**What you are asked to do:**
Exactly as written, transcribe each line of the listing.

*** Supplied material

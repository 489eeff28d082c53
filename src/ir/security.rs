//! Security scheme IR produced by the API description parser.

use std::collections::BTreeMap;
use std::fmt;
use std::hash::{Hash, Hasher};

use serde::{Deserialize, Serialize};
use serde_json::Value as JsonValue;

/// API key location
#[derive(Debug, Clone, Copy, PartialEq, Eq, Hash, Serialize, Deserialize)]
#[serde(rename_all = "lowercase")]
pub enum ApiKeyLocation {
    Query,
    Header,
    Cookie,
}

/// Mechanism-specific part of a security scheme
#[derive(Debug, Clone, PartialEq, Eq, Hash, Serialize, Deserialize)]
#[serde(tag = "type", rename_all = "camelCase", rename_all_fields = "camelCase")]
pub enum SecuritySchemeKind {
    ApiKey {
        key_param_name: String,
        location: ApiKeyLocation,
    },
    Http {
        scheme: String,
        bearer_format: Option<String>,
    },
    #[serde(rename = "oauth2")]
    OAuth2 {
        flow: Option<String>,
        authorization_url: Option<String>,
        token_url: Option<String>,
        refresh_url: Option<String>,
    },
    OpenIdConnect {
        open_id_connect_url: String,
    },
}

impl SecuritySchemeKind {
    /// Returns the OpenAPI type name of the mechanism
    pub fn as_str(&self) -> &'static str {
        match self {
            Self::ApiKey { .. } => "apiKey",
            Self::Http { .. } => "http",
            Self::OAuth2 { .. } => "oauth2",
            Self::OpenIdConnect { .. } => "openIdConnect",
        }
    }
}

/// OAuth scope
#[derive(Debug, Clone, PartialEq, Eq, Hash, Serialize, Deserialize)]
pub struct OAuthScope {
    pub name: String,
    #[serde(default)]
    pub description: Option<String>,
}

/// One authentication/authorization mechanism declared by the API description
#[derive(Debug, Clone, PartialEq, Eq, Serialize, Deserialize)]
#[serde(rename_all = "camelCase")]
pub struct SecurityScheme {
    pub name: String,
    #[serde(default)]
    pub description: Option<String>,
    #[serde(flatten)]
    pub kind: SecuritySchemeKind,
    #[serde(default)]
    pub scopes: Vec<OAuthScope>,
    #[serde(default)]
    pub vendor_extensions: BTreeMap<String, JsonValue>,
}

impl SecurityScheme {
    pub fn new(name: impl Into<String>, kind: SecuritySchemeKind) -> Self {
        Self {
            name: name.into(),
            description: None,
            kind,
            scopes: Vec::new(),
            vendor_extensions: BTreeMap::new(),
        }
    }

    pub fn is_oauth(&self) -> bool {
        matches!(self.kind, SecuritySchemeKind::OAuth2 { .. })
    }

    /// Build a new scheme restricted to the named scopes.
    ///
    /// Every other field is copied; scopes keep their declaration order and
    /// names not declared by the scheme are ignored.
    pub fn filter_by_scopes(&self, names: &[String]) -> SecurityScheme {
        SecurityScheme {
            name: self.name.clone(),
            description: self.description.clone(),
            kind: self.kind.clone(),
            scopes: self
                .scopes
                .iter()
                .filter(|scope| names.iter().any(|n| *n == scope.name))
                .cloned()
                .collect(),
            vendor_extensions: self.vendor_extensions.clone(),
        }
    }
}

impl Hash for SecurityScheme {
    fn hash<H: Hasher>(&self, state: &mut H) {
        self.name.hash(state);
        self.description.hash(state);
        self.kind.hash(state);
        self.scopes.hash(state);
        // serde_json::Value has no Hash; its canonical text stands in for it
        for (key, value) in &self.vendor_extensions {
            key.hash(state);
            value.to_string().hash(state);
        }
    }
}

impl fmt::Display for SecurityScheme {
    fn fmt(&self, f: &mut fmt::Formatter<'_>) -> fmt::Result {
        let scopes: Vec<&str> = self.scopes.iter().map(|s| s.name.as_str()).collect();
        write!(
            f,
            "name='{}', type='{}', scopes=[{}]",
            self.name,
            self.kind.as_str(),
            scopes.join(", ")
        )
    }
}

******

**Task response:**
repository 489eeff28d082c53
filename src/ir/security.rs
//! Security scheme IR produced by the API description parser.

use std::collections::BTreeMap;
use std::fmt;
use std::hash::{Hash, Hasher};

use serde::{Deserialize, Serialize};
use serde_json::Value as JsonValue;

/// API key location
#[derive(Debug, Clone, Copy, PartialEq, Eq, Hash, Serialize, Deserialize)]
#[serde(rename_all = "lowercase")]
pub enum ApiKeyLocation {
    Query,
    Header,
    Cookie,
}

/// Mechanism-specific part of a security scheme
#[derive(Debug, Clone, PartialEq, Eq, Hash, Serialize, Deserialize)]
#[serde(tag = "type", rename_all = "camelCase", rename_all_fields = "camelCase")]
pub enum SecuritySchemeKind {
    ApiKey {
        key_param_name: String,
        location: ApiKeyLocation,
    },
    Http {
        scheme: String,
        bearer_format: Option<String>,
    },
    #[serde(rename = "oauth2")]
    OAuth2 {
        flow: Option<String>,
        authorization_url: Option<String>,
        token_url: Option<String>,
        refresh_url: Option<String>,
    },
    OpenIdConnect {
        open_id_connect_url: String,
    },
}

impl SecuritySchemeKind {
    /// Returns the OpenAPI type name of the mechanism
    pub fn as_str(&self) -> &'static str {
        match self {
            Self::ApiKey { .. } => "apiKey",
            Self::Http { .. } => "http",
            Self::OAuth2 { .. } => "oauth2",
            Self::OpenIdConnect { .. } => "openIdConnect",
        }
    }
}

/// OAuth scope
#[derive(Debug, Clone, PartialEq, Eq, Hash, Serialize, Deserialize)]
pub struct OAuthScope {
    pub name: String,
    #[serde(default)]
    pub description: Option<String>,
}

/// One authentication/authorization mechanism declared by the API description
#[derive(Debug, Clone, PartialEq, Eq, Serialize, Deserialize)]
#[serde(rename_all = "camelCase")]
pub struct SecurityScheme {
    pub name: String,
    #[serde(default)]
    pub description: Option<String>,
    #[serde(flatten)]
    pub kind: SecuritySchemeKind,
    #[serde(default)]
    pub scopes: Vec<OAuthScope>,
    #[serde(default)]
    pub vendor_extensions: BTreeMap<String, JsonValue>,
}

impl SecurityScheme {
    pub fn new(name: impl Into<String>, kind: SecuritySchemeKind) -> Self {
        Self {
            name: name.into(),
            description: None,
            kind,
            scopes: Vec::new(),
            vendor_extensions: BTreeMap::new(),
        }
    }

    pub fn is_oauth(&self) -> bool {
        matches!(self.kind, SecuritySchemeKind::OAuth2 { .. })
    }

    /// Build a new scheme restricted to the named scopes.
    ///
    /// Every other field is copied; scopes keep their declaration order and
    /// names not declared by the scheme are ignored.
    pub fn filter_by_scopes(&self, names: &[String]) -> SecurityScheme {
        SecurityScheme {
            name: self.name.clone(),
            description: self.description.clone(),
            kind: self.kind.clone(),
            scopes: self
                .scopes
                .iter()
                .filter(|scope| names.iter().any(|n| *n == scope.name))
                .cloned()
                .collect(),
            vendor_extensions: self.vendor_extensions.clone(),
        }
    }
}

impl Hash for SecurityScheme {
    fn hash<H: Hasher>(&self, state: &mut H) {
        self.name.hash(state);
        self.description.hash(state);
        self.kind.hash(state);
        self.scopes.hash(state);
        // serde_json::Value has no Hash; its canonical text stands in for it
        for (key, value) in &self.vendor_extensions {
            key.hash(state);
            value.to_string().hash(state);
        }
    }
}

impl fmt::Display for SecurityScheme {
    fn fmt(&self, f: &mut fmt::Formatter<'_>) -> fmt::Result {
        let scopes: Vec<&str> = self.scopes.iter().map(|s| s.name.as_str()).collect();
        write!(
            f,
            "name='{}', type='{}', scopes=[{}]",
            self.name,
            self.kind.as_str(),
            scopes.join(", ")
        )
    }
}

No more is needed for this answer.